Votec has already lost two big customers in Nevada. Clark County, the state’s most populous, cut ties with Votec in 2022 after more than a decade. Medcalf said he had a falling out with the county’s registrar of voters at the time, but did not elaborate.
Nevada’s second-largest county, Washoe, also no longer has a contract with the company. Documents show Medcalf pushed back when Washoe signaled that it wanted to end the relationship. In a 2020 letter to the county’s registrar of voters, Medcalf wrote: “We can tell the registrar wants out of the contract. The registrar has terminated twice. The Registrar offered no reason for the first termination other than being nervous. To my unbelief, the purchasing and contracts manager upheld nervousness as a valid cause for contract termination.”
Texas’ own voter registration system has flaws
The Help America Vote Act, a federal law enacted in the early 2000s, requires states to develop and implement “a single, uniform, official, centralized, interactive computerized statewide voter registration list.” Exactly how that’s done varies by state.
Some states have one central database that connects to terminals in local jurisdictions. Other states gather and compile information from each local jurisdiction’s voter registration database. Texas uses a combination of those methods.
Most Texas counties enter their voter registration data directly in a statewide database called the Texas Election Administration Management system, or TEAM. The state developed the system in 2004, to meet the HAVA requirements.
But the system had flaws. Nearly half of Texas’s 254 counties reported it was slow and did not allow them to “perform their jobs effectively,” according to a 2007 audit by the State Auditor’s Office. More than a decade later, election officials say TEAM remains inconsistent. For example, they say TEAM can take anywhere from minutes to hours to produce a standard report using election data, such as a list of voters in the county who have requested an absentee ballot.
So dozens of counties, including the largest ones, maintain their own voter registration databases using private vendors, and sync their data daily with TEAM, as required by law. The Secretary of State’s Office approves vendors after ensuring their systems can exchange files with TEAM.

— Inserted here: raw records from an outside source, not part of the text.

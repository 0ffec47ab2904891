//! Shared fakes for the server integration tests.
#![allow(dead_code)]

use std::sync::atomic::{AtomicBool, AtomicUsize, Ordering};
use std::sync::{Arc, Mutex};

use async_trait::async_trait;
use bytes::Bytes;
use tokio::sync::Notify;
use travelog_core::models::{NewTravelStory, StoryFields};
use travelog_core::{
    ImageError, ImageStore, ImageUpload, MemoryStoryStore, OwnerId, StoredImage, StoryFilter,
    StoryStore, TravelStory, TravelogError,
};
use travelog_server::subsystems::stories::{StoryInput, StoryLifecycle};
use uuid::Uuid;

pub const PLACEHOLDER_URL: &str = "https://ik.imagekit.io/demo/placeholder.png";

/// Image host double: remembers live assets and every delete call.
#[derive(Default)]
pub struct RecordingImages {
    next_id: AtomicUsize,
    live: Mutex<Vec<String>>,
    deleted: Mutex<Vec<String>>,
    pub fail_upload: AtomicBool,
    pub fail_delete: AtomicBool,
}

impl RecordingImages {
    pub fn new() -> Arc<Self> {
        Arc::new(Self::default())
    }

    pub fn live(&self) -> Vec<String> {
        self.live.lock().unwrap().clone()
    }

    pub fn deleted(&self) -> Vec<String> {
        self.deleted.lock().unwrap().clone()
    }

    pub fn uploads(&self) -> usize {
        self.next_id.load(Ordering::SeqCst)
    }
}

#[async_trait]
impl ImageStore for RecordingImages {
    async fn upload(&self, image: ImageUpload) -> Result<StoredImage, ImageError> {
        if self.fail_upload.load(Ordering::SeqCst) {
            return Err(ImageError::Api {
                code: 500,
                message: "upload refused".to_string(),
            });
        }
        let n = self.next_id.fetch_add(1, Ordering::SeqCst);
        let asset_id = format!("asset_{n}");
        self.live.lock().unwrap().push(asset_id.clone());
        Ok(StoredImage {
            url: format!("https://ik.imagekit.io/demo/{}/{}", asset_id, image.file_name),
            asset_id,
        })
    }

    async fn delete(&self, asset_id: &str) -> Result<bool, ImageError> {
        self.deleted.lock().unwrap().push(asset_id.to_string());
        if self.fail_delete.load(Ordering::SeqCst) {
            return Err(ImageError::Api {
                code: 503,
                message: "delete refused".to_string(),
            });
        }
        let mut live = self.live.lock().unwrap();
        let before = live.len();
        live.retain(|a| a != asset_id);
        Ok(live.len() < before)
    }

    fn name(&self) -> &str {
        "recording"
    }
}

/// Record store double that can be told to fail writes.
#[derive(Default)]
pub struct FlakyStore {
    pub inner: MemoryStoryStore,
    pub fail_insert: AtomicBool,
    pub fail_update: AtomicBool,
    pub fail_reads: AtomicBool,
}

impl FlakyStore {
    pub fn new() -> Arc<Self> {
        Arc::new(Self::default())
    }

    fn check(flag: &AtomicBool) -> Result<(), TravelogError> {
        if flag.load(Ordering::SeqCst) {
            Err(TravelogError::Other("connection reset by peer".to_string()))
        } else {
            Ok(())
        }
    }
}

#[async_trait]
impl StoryStore for FlakyStore {
    async fn insert(&self, story: NewTravelStory) -> Result<TravelStory, TravelogError> {
        Self::check(&self.fail_insert)?;
        self.inner.insert(story).await
    }

    async fn find_one(
        &self,
        owner: &OwnerId,
        id: Uuid,
    ) -> Result<Option<TravelStory>, TravelogError> {
        Self::check(&self.fail_reads)?;
        self.inner.find_one(owner, id).await
    }

    async fn find_all(&self, owner: &OwnerId) -> Result<Vec<TravelStory>, TravelogError> {
        Self::check(&self.fail_reads)?;
        self.inner.find_all(owner).await
    }

    async fn find_matching(
        &self,
        owner: &OwnerId,
        filter: &StoryFilter,
    ) -> Result<Vec<TravelStory>, TravelogError> {
        Self::check(&self.fail_reads)?;
        self.inner.find_matching(owner, filter).await
    }

    async fn update(&self, story: &TravelStory) -> Result<Option<TravelStory>, TravelogError> {
        Self::check(&self.fail_update)?;
        self.inner.update(story).await
    }

    async fn update_details(
        &self,
        owner: &OwnerId,
        id: Uuid,
        fields: &StoryFields,
    ) -> Result<Option<TravelStory>, TravelogError> {
        Self::check(&self.fail_update)?;
        self.inner.update_details(owner, id, fields).await
    }

    async fn set_favorite(
        &self,
        owner: &OwnerId,
        id: Uuid,
        is_favorite: bool,
    ) -> Result<Option<TravelStory>, TravelogError> {
        Self::check(&self.fail_update)?;
        self.inner.set_favorite(owner, id, is_favorite).await
    }

    async fn remove(&self, owner: &OwnerId, id: Uuid) -> Result<bool, TravelogError> {
        self.inner.remove(owner, id).await
    }

    async fn health(&self) -> Result<String, TravelogError> {
        Self::check(&self.fail_reads)?;
        self.inner.health().await
    }
}

/// Which store write `GatedStore` holds back.
#[derive(Debug, Clone, Copy, PartialEq, Eq)]
pub enum GatedWrite {
    Details,
    Favorite,
}

/// Record store that parks the next gated write until released, so a test
/// can commit another operation in between.
#[derive(Default)]
pub struct GatedStore {
    pub inner: MemoryStoryStore,
    gate: Mutex<Option<GatedWrite>>,
    reached: Notify,
    resume: Notify,
}

impl GatedStore {
    pub fn new() -> Arc<Self> {
        Arc::new(Self::default())
    }

    pub fn hold_next(&self, write: GatedWrite) {
        *self.gate.lock().unwrap() = Some(write);
    }

    /// Wait until the held write has been entered.
    pub async fn reached(&self) {
        self.reached.notified().await;
    }

    pub fn release(&self) {
        self.resume.notify_one();
    }

    async fn pass(&self, write: GatedWrite) {
        let held = {
            let mut gate = self.gate.lock().unwrap();
            if *gate == Some(write) {
                gate.take();
                true
            } else {
                false
            }
        };
        if held {
            self.reached.notify_one();
            self.resume.notified().await;
        }
    }
}

#[async_trait]
impl StoryStore for GatedStore {
    async fn insert(&self, story: NewTravelStory) -> Result<TravelStory, TravelogError> {
        self.inner.insert(story).await
    }

    async fn find_one(
        &self,
        owner: &OwnerId,
        id: Uuid,
    ) -> Result<Option<TravelStory>, TravelogError> {
        self.inner.find_one(owner, id).await
    }

    async fn find_all(&self, owner: &OwnerId) -> Result<Vec<TravelStory>, TravelogError> {
        self.inner.find_all(owner).await
    }

    async fn find_matching(
        &self,
        owner: &OwnerId,
        filter: &StoryFilter,
    ) -> Result<Vec<TravelStory>, TravelogError> {
        self.inner.find_matching(owner, filter).await
    }

    async fn update(&self, story: &TravelStory) -> Result<Option<TravelStory>, TravelogError> {
        self.inner.update(story).await
    }

    async fn update_details(
        &self,
        owner: &OwnerId,
        id: Uuid,
        fields: &StoryFields,
    ) -> Result<Option<TravelStory>, TravelogError> {
        self.pass(GatedWrite::Details).await;
        self.inner.update_details(owner, id, fields).await
    }

    async fn set_favorite(
        &self,
        owner: &OwnerId,
        id: Uuid,
        is_favorite: bool,
    ) -> Result<Option<TravelStory>, TravelogError> {
        self.pass(GatedWrite::Favorite).await;
        self.inner.set_favorite(owner, id, is_favorite).await
    }

    async fn remove(&self, owner: &OwnerId, id: Uuid) -> Result<bool, TravelogError> {
        self.inner.remove(owner, id).await
    }

    async fn health(&self) -> Result<String, TravelogError> {
        self.inner.health().await
    }
}

pub fn lifecycle(store: Arc<FlakyStore>, images: Arc<RecordingImages>) -> StoryLifecycle {
    StoryLifecycle::new(store, images, PLACEHOLDER_URL)
}

pub fn lifecycle_over(store: Arc<dyn StoryStore>, images: Arc<RecordingImages>) -> StoryLifecycle {
    StoryLifecycle::new(store, images, PLACEHOLDER_URL)
}

pub fn input(title: &str, location: &str, visited_ms: i64) -> StoryInput {
    StoryInput {
        title: Some(title.to_string()),
        story: Some(format!("Notes from {title}")),
        visited_location: Some(location.to_string()),
        visited_date: Some(visited_ms.to_string()),
    }
}

pub fn png(name: &str) -> ImageUpload {
    ImageUpload {
        bytes: Bytes::from_static(b"\x89PNG fake image"),
        file_name: name.to_string(),
        content_type: "image/png".to_string(),
    }
}

/// 2024-01-15T00:00:00Z
pub const JAN_15_2024: i64 = 1_705_276_800_000;
/// 2024-03-01T00:00:00Z
pub const MAR_01_2024: i64 = 1_709_251_200_000;
/// 2024-06-10T00:00:00Z
pub const JUN_10_2024: i64 = 1_717_977_600_000;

The information they help counties manage includes voters’ addresses, voting history, registration applications, images of signatures for verification, images of mail-ballot envelopes, and other personal data.
The state has been working on a revamped version of TEAM set to launch next year. Counties can migrate their data to the state system and start using it instead if they choose. The state already has most of the data, since counties that use private vendors are required to sync their information with TEAM.
The transition, however, would require training voter registration officials on how to use a new system.
Votec is part of a large industry of technology contractors and vendors that government entities use to manage key functions. Almost every state and federal government agency in the country relies on third-party vendors to manage and store important data.
Issues between vendors and government agencies aren’t uncommon, but election offices, which are chronically underfunded and have deadlines tied to statutes and elections, have little flexibility to get around disruptions, and fewer specialized vendors to choose from.
If a U.S. Department of Defense vendor seeks more money due to inflation, the federal government’s budget has more wiggle room, said Mitchell Brown, a political science professor at Auburn University in Alabama whose research focuses on the interplay between election departments and other organizations supporting elections. “We do not fund elections very well, and it puts additional pressure on the system. And this is why things like this become really critical,” Brown said.
Clarification April 4, 2024: The Secretary of State’s Office approves vendors of voter registration management software after ensuring they can exchange files with TEAM. A previous version of this story said such vendors go through an extensive certification process with the Secretary of State’s Office, but that more extensive certification process is used for voting machine vendors.